[PATCH 1/1] efi_loader: create memory reservations in ACPI case
Simon Glass
sjg at chromium.org
Sun Nov 19 01:43:11 CET 2023
Hi Heinrich,
On Sat, 18 Nov 2023 at 16:06, Heinrich Schuchardt
<heinrich.schuchardt at canonical.com> wrote:
>
> On 11/18/23 18:58, Simon Glass wrote:
> > Hi Heinrich,
> >
> > On Sat, 18 Nov 2023 at 10:34, Heinrich Schuchardt
> > <heinrich.schuchardt at canonical.com> wrote:
> >>
> >> On 11/18/23 18:10, Simon Glass wrote:
> >>> Hi Heinrich,
> >>>
> >>> On Thu, 16 Nov 2023 at 02:29, Heinrich Schuchardt
> >>> <heinrich.schuchardt at canonical.com> wrote:
> >>>>
> >>>> ACPI tables cannot convey memory reservations for least ARM and RISC-V.

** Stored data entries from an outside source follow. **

//! Web maps against feature services, from templatizing to deployment.

use serde_json::json;
use solution_deployer::core::{ItemKind, ItemTemplate};
use solution_deployer::deployer::{DeployOptions, deploy_solution};
use solution_deployer::portal::{InMemoryPortal, PortalSnapshot};
use solution_deployer::processors::ProcessorRegistry;
use solution_deployer::test_utils::{FIXTURE_PORTAL_URL, SolutionFixture, template};

const SOURCE_SERVICE: &str = "https://services.source.com/org/arcgis/rest/services/Hydrants/FeatureServer";

fn feature_service() -> ItemTemplate {
    let mut service = template("svc1", "Feature Service", &[]);
    service.properties = json!({"layers": [{"id": 0}, {"id": 1}], "tables": [{"id": 4}]});
    service
}

/// The source organization the map was authored in.
fn source_portal() -> InMemoryPortal {
    let mut snapshot = PortalSnapshot::default();
    snapshot.services.insert(SOURCE_SERVICE.to_string(), "svc1".to_string());
    snapshot.administered.insert("svc1".to_string());
    InMemoryPortal::new(snapshot)
}

#[tokio::test]
async fn test_map_layers_point_at_deployed_service() {
    let mut map = template("map1", "Web Map", &["svc1"]);
    map.item = json!({
        "title": "Hydrant Map",
        "url": "{{portalBaseUrl}}/home/webmap/viewer.html?webmap={{map1.itemId}}"
    });
    map.data = json!({
        "operationalLayers": [
            {"id": "hydrants", "url": "{{svc1.layer0.url}}", "itemId": "{{svc1.layer0.itemId}}"},
            {"id": "basemap", "url": "https://basemaps.example.com/World/MapServer"}
        ],
        "tables": [{"id": "inspections", "url": "{{svc1.layer4.url}}"}]
    });
    let portal = SolutionFixture::new("sol", "Hydrants")
        .with_template(map)
        .with_template(feature_service())
        .build();

    let deployed = deploy_solution(&portal, "sol", DeployOptions::default()).await.unwrap();
    let service_id = deployed.id_map["svc1"].clone();
    let map_id = deployed.id_map["map1"].clone();
    let service_url = format!("{FIXTURE_PORTAL_URL}/rest/services/{service_id}/FeatureServer");

    let stored = portal.item(&map_id).unwrap();
    let layers = &stored.data["operationalLayers"];
    assert_eq!(layers[0]["url"], json!(format!("{service_url}/0")));
    assert_eq!(layers[0]["itemId"], json!(service_id));
    assert_eq!(layers[1]["url"], json!("https://basemaps.example.com/World/MapServer"));
    assert_eq!(stored.data["tables"][0]["url"], json!(format!("{service_url}/4")));
    assert_eq!(
        stored.item["url"],
        json!(format!("https://fixture.maps.example.com/home/webmap/viewer.html?webmap={map_id}"))
    );
}

#[tokio::test]
async fn test_templatized_map_deploys() {
    let source = source_portal();
    let mut map = ItemTemplate::new("map1", "Web Map");
    map.item = json!({"title": "Hydrant Map"});
    map.data = json!({
        "operationalLayers": [
            {"id": "hydrants", "url": format!("{SOURCE_SERVICE}/0"), "itemId": "svc1"},
            {"id": "valves", "url": format!("{SOURCE_SERVICE}/1"), "itemId": "svc1"}
        ]
    });

    let registry = ProcessorRegistry::default();
    let processor = registry.for_kind(&ItemKind::WebMap);
    let map = processor.convert_item_to_template(map, &source).await.unwrap();
    assert_eq!(map.dependencies, vec!["svc1"]);
    assert_eq!(source.administrator_checks("svc1"), 1);
    assert_eq!(map.data["operationalLayers"][1]["url"], json!("{{svc1.layer1.url}}"));

    let portal = SolutionFixture::new("sol", "Hydrants")
        .with_template(feature_service())
        .with_template(map)
        .build();
    let deployed = deploy_solution(&portal, "sol", DeployOptions::default()).await.unwrap();

    let service_id = deployed.id_map["svc1"].clone();
    let stored = portal.item(&deployed.id_map["map1"]).unwrap();
    let valves = &stored.data["operationalLayers"][1];
    assert_eq!(
        valves["url"],
        json!(format!("{FIXTURE_PORTAL_URL}/rest/services/{service_id}/FeatureServer/1"))
    );
    assert_eq!(valves["itemId"], json!(service_id));
    assert!(stored.item["url"].as_str().unwrap().ends_with(&deployed.id_map["map1"]));
}

#[tokio::test]
async fn test_unadministered_service_stays_literal() {
    let mut snapshot = PortalSnapshot::default();
    snapshot.services.insert(SOURCE_SERVICE.to_string(), "svc1".to_string());
    let source = InMemoryPortal::new(snapshot);

    let mut map = ItemTemplate::new("map1", "Web Map");
    map.data = json!({"operationalLayers": [{"url": format!("{SOURCE_SERVICE}/0")}]});

    let registry = ProcessorRegistry::default();
    let map = registry
        .for_kind(&ItemKind::WebMap)
        .convert_item_to_template(map, &source)
        .await
        .unwrap();

    assert_eq!(map.dependencies, vec!["svc1"]);
    assert_eq!(map.data["operationalLayers"][0]["url"], json!(format!("{SOURCE_SERVICE}/0")));
}

#[tokio::test]
async fn test_field_references_resolve_after_deployment() {
    let source = source_portal();
    let mut service = feature_service();
    service.properties = json!({
        "layers": [{"id": 0, "fields": [{"name": "STATUS"}, {"name": "FLOW"}]}]
    });
    let mut map = ItemTemplate::new("map1", "Web Map");
    map.data = json!({
        "operationalLayers": [{
            "id": "hydrants",
            "url": format!("{SOURCE_SERVICE}/0"),
            "popupInfo": {"title": "Flow: {FLOW}", "fieldInfos": [{"fieldName": "STATUS"}]},
            "layerDefinition": {
                "definitionExpression": "STATUS <> 'retired'",
                "drawingInfo": {"renderer": {"type": "classBreaks", "field": "FLOW"}}
            }
        }]
    });

    let registry = ProcessorRegistry::default();
    let map = registry.for_kind(&ItemKind::WebMap).convert_item_to_template(map, &source).await.unwrap();
    let mut templates = vec![service, map];
    registry.post_process_field_references(&mut templates);

    let layer = &templates[1].data["operationalLayers"][0];
    assert_eq!(layer["popupInfo"]["fieldInfos"][0]["fieldName"], json!("{{svc1.layer0.fields.status.name}}"));

    let mut fixture = SolutionFixture::new("sol", "Hydrants");
    for template in templates {
        fixture = fixture.with_template(template);
    }
    let portal = fixture.build();
    let deployed = deploy_solution(&portal, "sol", DeployOptions::default()).await.unwrap();

    let stored = portal.item(&deployed.id_map["map1"]).unwrap();
    let layer = &stored.data["operationalLayers"][0];
    assert_eq!(layer["popupInfo"]["title"], json!("Flow: {FLOW}"));
    assert_eq!(layer["popupInfo"]["fieldInfos"][0]["fieldName"], json!("STATUS"));
    assert_eq!(layer["layerDefinition"]["definitionExpression"], json!("STATUS <> 'retired'"));
    assert_eq!(layer["layerDefinition"]["drawingInfo"]["renderer"]["field"], json!("FLOW"));
}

> >>>> x86 uses the BIOS E820 table for this purpose. We cannot simply ignore the
> >>>> device-tree when booting via ACPI.
> >>>
> >>> Why is that? I had thought that we had to use one or the other. Isn't
> >>> the devicetree irrelevant when booting with ACPI, so we can just drop
> >>> it?
> >>
> >> Linux Documentation/arch/arm64/acpi_object_usage.rst, line 718f
> >> describes the mechanism to convey memory information as follows:
> >>
> >> "For arm64, we will only support UEFI for booting with ACPI, hence the
> >> UEFI GetMemoryMap() boot service is the only mechanism that will be used."
> >>
> >> With the patch we tell the UEFI sub-system which memory areas are
> >> reserved (e.g. for TF-A on ARM or for OpenSBI on RISC-V). This
> >> information is inferred from the device-tree. The operating system will
> >> collect this information by calling GetMemoryMap() immediately before
> >> ExitBootServices().
> >>
> >> Without the patch Linux on RISC-V using ACPI crashed when illegally
> >> accessing the memory reserved for OpenSBI.
> >
> > OK thank you, I misunderstood it.
> >
> > Reviewed-by: Simon Glass <sjg at chromium.org>
> >
> > Perhaps someone could convert efi_carve_out_dt_rsv() to use the ofnode API?
>
> Is there any ofnode API to retrieve reservations as easily as with
> fdt_get_mem_rsv(), fdt_num_mem_rsv()?
Not yet :-)
>
> boot/image-fdt.c, boot/fdt_region.c, boot/fdt_support.c, cmd/fdt.c all
> use the libfdt API directly.
Yes, but it is starting to change. Ultimately we will likely use
livetree for fixups due to efficiency.